Let me fill you in on a secret: From an early age, we are all (or should be) taught by our mothers the art of hovering. Instead of allowing all our weight to be wielded by the ass, we use each and every unique muscle from our gluteus maximus down to our triceps surae (calf muscle) to keep ourselves from making contact with anything under the ass.
This is useful for both public restrooms and sitting on a guy’s lap (so he doesn’t know how much you really weigh).
The designers behind the automatic flush’s sensitivity meter did not take those blessed with Hovering into their equations, and thus, this thing is the bane of our existence. Never mind the already-existing complaints that it flushes when you don’t need it to and doesn’t flush when you then do want it. The major defect in the auto-flush is unfortunately the thing that allows it to work: it relies on movement detection.
Sure, this makes sense, as you lift your derierre from the general region of the porcelain throne, you don’t have to touch a presumably nasty handle, because the toilet will do it for you. Great. Simple.
Not so much.
The autoflush will acknowledge any flutter of movement as a sign that is needs to evacuate the bowl and refill. This clearly only makes sense if you’re sitting, because the next major source of movement will be performed as you stand up. For hovering, you’re already halfway there, and the flush-o-matic just doesn’t know what to do with itself, so it makes up its own rules. Even the most subtle shift in weight, and that thing is going to try to suck you right through the earth to China. So when you reach for the paper, you’re going to enjoy that nice mist that rises up from the bowl as the water is drained with the force of a jet engine, as water molecules clashing against each other like Titans, and rogue droplets see your cheeks (and sometimes even your lower back – ick) as the most sensible place to set up camp. If this freaks you out, you can try telling yourself that the water splashing you is clean, as it’s the refill, but try to do so while knowing that avoiding contact with anything mysterious in that bathroom is purpose of the hover in the first place! If that toilet is as bat-shit crazy as the ones where I work, it will flush again as you pull your pants up, and again as you’re exiting the stall. And average pee trip for me results in 2-4 flushes, completely usurping our world’s water storage.
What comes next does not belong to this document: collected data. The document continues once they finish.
//! Local process compute provider.
//!
//! Every instance is a child process of the current program: the worker
//! binary for worker launches, the controller binary for controller launches.
//! Parameters are passed structurally (arguments plus the serialized boot
//! configuration in the environment), never as a rendered script.

use std::collections::HashMap;
use std::fs::{self, File};
use std::process::Stdio;

use async_trait::async_trait;
use chrono::{DateTime, Utc};
use tokio::process::{Child, Command};
use tokio::sync::Mutex;
use tracing::{debug, info, warn};
use uuid::Uuid;

use crate::config::LocalComputeConfig;

use super::{
    ComputeError, ComputeProvider, InstanceFilter, InstanceId, InstanceRole, InstanceState,
    LaunchSpec, Tags, WorkerInstance,
};

/// Environment variable carrying the instance id into the child.
pub const INSTANCE_ID_ENV: &str = "SCRAPEFLEET_INSTANCE_ID";

/// Environment variable carrying the JSON boot configuration into the child.
pub const BOOT_CONFIG_ENV: &str = "SCRAPEFLEET_BOOT_CONFIG";

struct LocalInstance {
    child: Child,
    tags: Tags,
    launched_at: DateTime<Utc>,
    exited: bool,
}

impl LocalInstance {
    /// Reap the child if it has exited and report its state.
    fn refresh(&mut self) -> InstanceState {
        if !self.exited {
            match self.child.try_wait() {
                Ok(Some(_)) => self.exited = true,
                Ok(None) => {}
                Err(e) => {
                    warn!("Failed to poll child process: {}", e);
                    self.exited = true;
                }
            }
        }
        if self.exited {
            InstanceState::Terminated
        } else {
            InstanceState::Running
        }
    }
}

/// Compute provider backed by local child processes.
pub struct LocalProcessProvider {
    config: LocalComputeConfig,
    instances: Mutex<HashMap<InstanceId, LocalInstance>>,
    own_id: Option<InstanceId>,
}

impl LocalProcessProvider {
    /// Create a provider. The own instance id is read from the environment
    /// when this process was itself launched by a local provider.
    pub fn new(config: LocalComputeConfig) -> Self {
        let own_id = std::env::var(INSTANCE_ID_ENV)
            .ok()
            .filter(|id| !id.is_empty())
            .map(InstanceId::new);

        Self {
            config,
            instances: Mutex::new(HashMap::new()),
            own_id,
        }
    }

    /// Override the own instance identity.
    pub fn with_own_id(mut self, id: Option<InstanceId>) -> Self {
        self.own_id = id;
        self
    }

    fn generate_id() -> InstanceId {
        let uuid = Uuid::new_v4().simple().to_string();
        InstanceId::new(format!("local-{}", &uuid[..12]))
    }

    fn build_command(&self, id: &InstanceId, spec: &LaunchSpec) -> Result<Command, ComputeError> {
        let program = match spec.role() {
            InstanceRole::Worker => &self.config.worker_program,
            InstanceRole::Controller => &self.config.controller_program,
        };

        let boot_json = serde_json::to_string(&spec.boot)
            .map_err(|e| ComputeError::Provider(format!("failed to encode boot config: {}", e)))?;

        let mut cmd = Command::new(program);
        cmd.args(spec.boot.args())
            .env(INSTANCE_ID_ENV, id.as_str())
            .env(BOOT_CONFIG_ENV, boot_json)
            .stdin(Stdio::null())
            .kill_on_drop(false);

        if let Some(ref log_dir) = self.config.log_dir {
            fs::create_dir_all(log_dir).map_err(|e| {
                ComputeError::LaunchRejected(format!(
                    "cannot create log directory {}: {}",
                    log_dir.display(),
                    e
                ))
            })?;
            let log_path = log_dir.join(format!("{}.log", id));
            let stdout = File::create(&log_path).map_err(|e| {
                ComputeError::LaunchRejected(format!(
                    "cannot create log file {}: {}",
                    log_path.display(),
                    e
                ))
            })?;
            let stderr = stdout
                .try_clone()
                .map_err(|e| ComputeError::LaunchRejected(e.to_string()))?;
            cmd.stdout(Stdio::from(stdout)).stderr(Stdio::from(stderr));
        }

        Ok(cmd)
    }
}

#[async_trait]
impl ComputeProvider for LocalProcessProvider {
    fn name(&self) -> &str {
        "local"
    }

    async fn run_instance(&self, spec: &LaunchSpec) -> Result<InstanceId, ComputeError> {
        let id = Self::generate_id();
        let mut cmd = self.build_command(&id, spec)?;

        debug!(
            instance_id = %id,
            instance_type = %spec.instance_type,
            "Spawning local instance"
        );

        let child = cmd.spawn().map_err(|e| {
            ComputeError::LaunchRejected(format!("failed to spawn {:?}: {}", spec.role(), e))
        })?;

        info!(
            instance_id = %id,
            pid = child.id().unwrap_or_default(),
            group = %spec.boot.group,
            "Local instance started"
        );

        self.instances.lock().await.insert(
            id.clone(),
            LocalInstance {
                child,
                tags: spec.tags.clone(),
                launched_at: Utc::now(),
                exited: false,
            },
        );

        Ok(id)
    }

    async fn wait_until_running(&self, id: &InstanceId) -> Result<(), ComputeError> {
        let mut instances = self.instances.lock().await;
        let instance = instances
            .get_mut(id)
            .ok_or_else(|| ComputeError::InstanceNotFound(id.to_string()))?;

        // A spawned process is running; one that already finished cleanly ran.
        match instance.child.try_wait() {
            Ok(None) => Ok(()),
            Ok(Some(status)) => {
                instance.exited = true;
                if status.success() {
                    Ok(())
                } else {
                    Err(ComputeError::NotRunning {
                        id: id.to_string(),
                        reason: format!("process exited with {}", status),
                    })
                }
            }
            Err(e) => Err(ComputeError::Provider(e.to_string())),
        }
    }

    async fn describe_instances(
        &self,
        filter: &InstanceFilter,
    ) -> Result<Vec<WorkerInstance>, ComputeError> {
        let mut instances = self.instances.lock().await;

        let mut result: Vec<WorkerInstance> = instances
            .iter_mut()
            .map(|(id, instance)| WorkerInstance {
                id: id.clone(),
                state: instance.refresh(),
                tags: instance.tags.clone(),
                launched_at: instance.launched_at,
            })
            .filter(|instance| filter.matches(instance))
            .collect();

        result.sort_by(|a, b| a.launched_at.cmp(&b.launched_at));
        Ok(result)
    }

    async fn terminate_instances(&self, ids: &[InstanceId]) -> Result<(), ComputeError> {
        let mut instances = self.instances.lock().await;

        for id in ids {
            if let Some(instance) = instances.get_mut(id) {
                if instance.refresh() == InstanceState::Terminated {
                    debug!(instance_id = %id, "Instance already exited");
                    continue;
                }
                instance
                    .child
                    .start_kill()
                    .map_err(|e| ComputeError::Provider(format!("failed to kill {}: {}", id, e)))?;
                info!(instance_id = %id, "Terminated local instance");
            } else if self.own_id.as_ref() == Some(id) {
                info!(
                    instance_id = %id,
                    "Termination of own instance requested; process exits when its work returns"
                );
            } else {
                return Err(ComputeError::InstanceNotFound(id.to_string()));
            }
        }

        Ok(())
    }

    async fn current_instance_id(&self) -> Option<InstanceId> {
        self.own_id.clone()
    }
}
How I will defeat this evil creation in the future:
First, I will push the stall door open ever-so-slowly, but before I’ve opened it fully, before the sensor can lay it’s creepy eye on me, I will reach around the door to the paper, and arm myself before I even step foot inside. Next, I will drop trou and handle my bizz. with my TP already in hand, I have no need to turn, tilt, or otherwise move my body to one side. Getting to the exfil point is going to be tricky. I will somehow have to get my pants back around my waist while slowly straightening my legs until I reach a standing position, moving in minute increments so as not to alert the sensor. From here, I will have to zip and button as I’m unlocking the door. At this point, the sense-o-flush, infuriated that I have triumphed over it, will then resort to execute a violent flush, attempting to spray me with everything it’s got, but by then I’ll have the protection of the stall door behind me, and Hoverers will hail me as their conquering hero.